Awkwardness entails discomfort/ineptitude with social
scripts alongside a razor-sharp awareness that this absent aptitude is visible
to others. For this reason, it is fitting that I should spend most of my
workday in front of a computer, which, to my knowledge, is unaware of my
feverish self-consciousness.
For the better of self-growth, or for the worse of self-embarrassment,
there are times when I am required to interact with people. I approach my
colleagues kindly and politely, with a soft voice, good humor and bad posture.
Part of my health care-centered job entails conducting
audits and ensuring that our contracted agencies are following Department of
Health regulations. Put another way: I must invite myself over someone else’s
office – always someone older and more experienced than I am – and evaluate
their performance. More than any other of my responsibilities, during this part of my job, awkwardness weighs down like an elephant
in heels.
Speaking of heels, while auditing one such health care agency,
I noticed that the heel on one of my dress shoes was, figuratively
speaking, on its last leg. It began flopping against my foot months ago when I
was trying to catch the G-train. Back then, I crazy-glued it together when I
arrived at the office; astonishingly that held it for months.
I asked the receptionist if she, or anyone else in the
agency, had crazy glue.
“Why do you need that?” Her expression had been humorless; now, it had taken on a look of a hostile, defensive confusion, as though I had asked if I could take her mother out on a date.
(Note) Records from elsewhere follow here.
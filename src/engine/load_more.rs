//! "Get more of one catalog": single-provider incremental pagination.

use std::sync::Arc;
use std::time::{Duration, Instant};

use marquee_common::{Error, RequestId, Result};
use tracing::{debug, info, warn};

use crate::catalog::{CatalogItem, PaginationInfo};
use crate::context::{CatalogContext, PageInfo};
use crate::provider::ProviderRegistry;

/// Default page size when the caller does not specify one.
const DEFAULT_LIMIT: u32 = 20;
/// Upper bound on the page size a caller may request.
const MAX_LIMIT: u32 = 100;

/// Parameters for one load-more call.
#[derive(Debug, Clone)]
pub struct LoadMoreRequest {
    /// Provider that owns the catalog.
    pub provider_id: String,
    /// Catalog to extend.
    pub catalog_id: String,
    /// 1-based page to fetch. Must be >= 1.
    pub page: u32,
    /// Items per page, 1..=100. Defaults to 20.
    pub limit: Option<u32>,
    /// Context the UI originally saw, so repeated load-more calls chain off
    /// the same provenance instead of the latest fetch's.
    pub original_context: Option<CatalogContext>,
    /// Pagination the UI originally saw, used for consistency validation.
    pub original_pagination: Option<PaginationInfo>,
}

impl LoadMoreRequest {
    /// Build a request with defaults for the optional fields.
    pub fn new(provider_id: impl Into<String>, catalog_id: impl Into<String>, page: u32) -> Self {
        Self {
            provider_id: provider_id.into(),
            catalog_id: catalog_id.into(),
            page,
            limit: None,
            original_context: None,
            original_pagination: None,
        }
    }
}

/// Timing and volume measurements for one load-more call.
#[derive(Debug, Clone)]
pub struct LoadMoreMetrics {
    /// Wall-clock duration of the whole call.
    pub execution_time: Duration,
    /// Time spent resolving the provider in the registry.
    pub provider_lookup_time: Duration,
    /// Time spent in the provider's item and snapshot fetches.
    pub catalog_fetch_time: Duration,
    /// Number of items returned.
    pub items_loaded: usize,
    /// Always `false`. The engine performs no caching and the provider
    /// contract carries no cache signal; the field is reserved so callers
    /// recording metrics keep a stable shape if one is ever threaded through.
    pub was_cached: bool,
}

/// Outcome of one successful load-more call.
#[derive(Debug)]
pub struct LoadMoreResult {
    /// The freshly loaded items, in provider order. The caller appends them
    /// to its catalog; the engine performs no catalog mutation itself.
    pub items: Vec<CatalogItem>,
    /// Authoritative pagination metadata after this page.
    pub pagination: PaginationInfo,
    /// Preserved context with fresh page info and request stamp.
    pub catalog_context: CatalogContext,
    /// Timing and volume measurements.
    pub metrics: LoadMoreMetrics,
    /// Correlation ID for this invocation.
    pub request_id: RequestId,
    /// Whether this was the final page (`!pagination.has_more`).
    pub is_last_page: bool,
}

/// Use case: append the next page of a specific catalog from a specific
/// provider.
///
/// Unlike the aggregator there is no fallback target here, so provider
/// resolution, initialization, and fetch failures are all surfaced as a
/// single wrapped error. On failure no partial state is produced; callers
/// only apply returned items on success.
///
/// Callers must apply pages in request order and must not issue two
/// concurrent load-more calls against the same catalog; the engine does not
/// serialize them.
pub struct CatalogPager {
    registry: Arc<ProviderRegistry>,
}

impl CatalogPager {
    /// Create a pager over `registry`.
    pub fn new(registry: Arc<ProviderRegistry>) -> Self {
        Self { registry }
    }

    /// Fetch one more page of one catalog.
    ///
    /// Steps: validate inputs (before any provider call), resolve the
    /// provider, ensure it is initialized, fetch the raw items and the
    /// catalog snapshot (two distinct provider calls - the snapshot is the
    /// authority on pagination, item-count heuristics are not trusted),
    /// derive the preserved context, and validate pagination consistency.
    ///
    /// Consistency anomalies (returned page != requested page, total counts
    /// regressing versus `original_pagination`) are logged as warnings and
    /// never fail the call: they indicate upstream provider inconsistency
    /// the UI should tolerate.
    ///
    /// # Errors
    ///
    /// `InvalidInput` for malformed parameters, `ProviderNotFound` when the
    /// provider ID is not registered, `Provider` when initialization or
    /// either fetch fails or the provider lacks the catalog capability.
    pub async fn load_more(&self, request: LoadMoreRequest) -> Result<LoadMoreResult> {
        let request_id = RequestId::new();
        let started = Instant::now();

        // Step 1: fail fast on bad input, before any provider call.
        let limit = Self::validate(&request)?;

        debug!(
            request = %request_id,
            provider = %request.provider_id,
            catalog = %request.catalog_id,
            page = request.page,
            limit,
            "Loading more catalog items"
        );

        // Step 2: resolve the provider. Not found is a hard failure for
        // this single operation.
        let lookup_started = Instant::now();
        let entry = self
            .registry
            .provider(&request.provider_id)
            .ok_or_else(|| Error::provider_not_found(&request.provider_id))?;
        let handle = entry.catalog().ok_or_else(|| {
            Error::provider(
                &request.provider_id,
                "provider does not support the catalog capability",
            )
        })?;
        let provider_lookup_time = lookup_started.elapsed();

        // Step 3: idempotent initialization; failure aborts this request only.
        handle
            .initialize()
            .await
            .map_err(|e| Error::provider(&request.provider_id, e.to_string()))?;

        // Step 4: items and authoritative pagination are two distinct calls.
        let fetch_started = Instant::now();
        let items = handle
            .load_more_items(&request.catalog_id, request.page, limit)
            .await
            .map_err(|e| Error::provider(&request.provider_id, e.to_string()))?;
        let snapshot = handle
            .get_catalog(&request.catalog_id, request.page, limit)
            .await
            .map_err(|e| Error::provider(&request.provider_id, e.to_string()))?;
        let catalog_fetch_time = fetch_started.elapsed();

        // Step 5: preserved context. Chain off what the UI originally saw if
        // it told us; otherwise adopt the fresh context. Either way the page
        // info is overlaid from the authoritative snapshot.
        let pagination = snapshot.pagination;
        let page_info = PageInfo {
            current_page: pagination.page,
            total_pages: pagination.total_pages,
            total_items: pagination.total_items,
            has_more_pages: pagination.has_more,
            page_size: limit,
        };
        let base = request
            .original_context
            .as_ref()
            .unwrap_or(&snapshot.context);
        let catalog_context = base.with_page_info(page_info, request_id);

        // Step 6: consistency validation, warn-only.
        self.validate_consistency(&request, &pagination, request_id);

        let metrics = LoadMoreMetrics {
            execution_time: started.elapsed(),
            provider_lookup_time,
            catalog_fetch_time,
            items_loaded: items.len(),
            was_cached: false,
        };
        let is_last_page = !pagination.has_more;

        info!(
            request = %request_id,
            provider = %request.provider_id,
            catalog = %request.catalog_id,
            page = pagination.page,
            items = metrics.items_loaded,
            is_last_page,
            "Loaded catalog page"
        );

        Ok(LoadMoreResult {
            items,
            pagination,
            catalog_context,
            metrics,
            request_id,
            is_last_page,
        })
    }

    /// Validate the request, returning the effective page size.
    fn validate(request: &LoadMoreRequest) -> Result<u32> {
        if request.provider_id.trim().is_empty() {
            return Err(Error::invalid_input("provider_id must not be empty"));
        }
        if request.catalog_id.trim().is_empty() {
            return Err(Error::invalid_input("catalog_id must not be empty"));
        }
        if request.page < 1 {
            return Err(Error::invalid_input("page must be a positive integer"));
        }
        let limit = request.limit.unwrap_or(DEFAULT_LIMIT);
        if !(1..=MAX_LIMIT).contains(&limit) {
            return Err(Error::invalid_input(format!(
                "limit must be between 1 and {MAX_LIMIT}"
            )));
        }
        Ok(limit)
    }

    /// Warn-only checks against what the provider returned.
    fn validate_consistency(
        &self,
        request: &LoadMoreRequest,
        pagination: &PaginationInfo,
        request_id: RequestId,
    ) {
        if pagination.page != request.page {
            warn!(
                request = %request_id,
                provider = %request.provider_id,
                catalog = %request.catalog_id,
                requested = request.page,
                returned = pagination.page,
                "Provider returned a different page than requested"
            );
        }
        let Some(original) = &request.original_pagination else {
            return;
        };
        if let (Some(new), Some(old)) = (pagination.total_items, original.total_items) {
            if new < old {
                warn!(
                    request = %request_id,
                    provider = %request.provider_id,
                    catalog = %request.catalog_id,
                    old_total_items = old,
                    new_total_items = new,
                    "Total item count regressed since the original fetch"
                );
            }
        }
        if let (Some(new), Some(old)) = (pagination.total_pages, original.total_pages) {
            if new < old {
                warn!(
                    request = %request_id,
                    provider = %request.provider_id,
                    catalog = %request.catalog_id,
                    old_total_pages = old,
                    new_total_pages = new,
                    "Total page count regressed since the original fetch"
                );
            }
        }
    }
}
“Why do you need that?” Her expression had been humorless; now, it had taken on a look of a hostile, defensive confusion, as though I had asked if I could take her mother out on a date.
“My shoe is falling apart,” I explained, smiling in acknowledgement
of the situation’s hilarity.
Her expression relaxed but retained its stolidity. “We have
packaging tape,” she offered.
The receptionist returned with a roll of clear packaging
tape after my contact had returned. I fumbled clumsily with it as my contact
and I debated compliance, tugging at the crinkly plastic like an apprehensive skydiver at the cord of a stubborn parachute, and trying to stick the wads between the heel and sole. Eventually, my contact, a registered nurse, could no longer stand the ridiculous
sight of an auditor trying to tape his shoe together: she knelt down and began
taping it herself, tape on the outside. I felt like a nine year old getting his shoe tied by a dubious adult.
At the audit's welcome conclusion, I thanked her and left the building, grinning cynically to myself as I
walked back to the train station, my shoe crunching noisily along.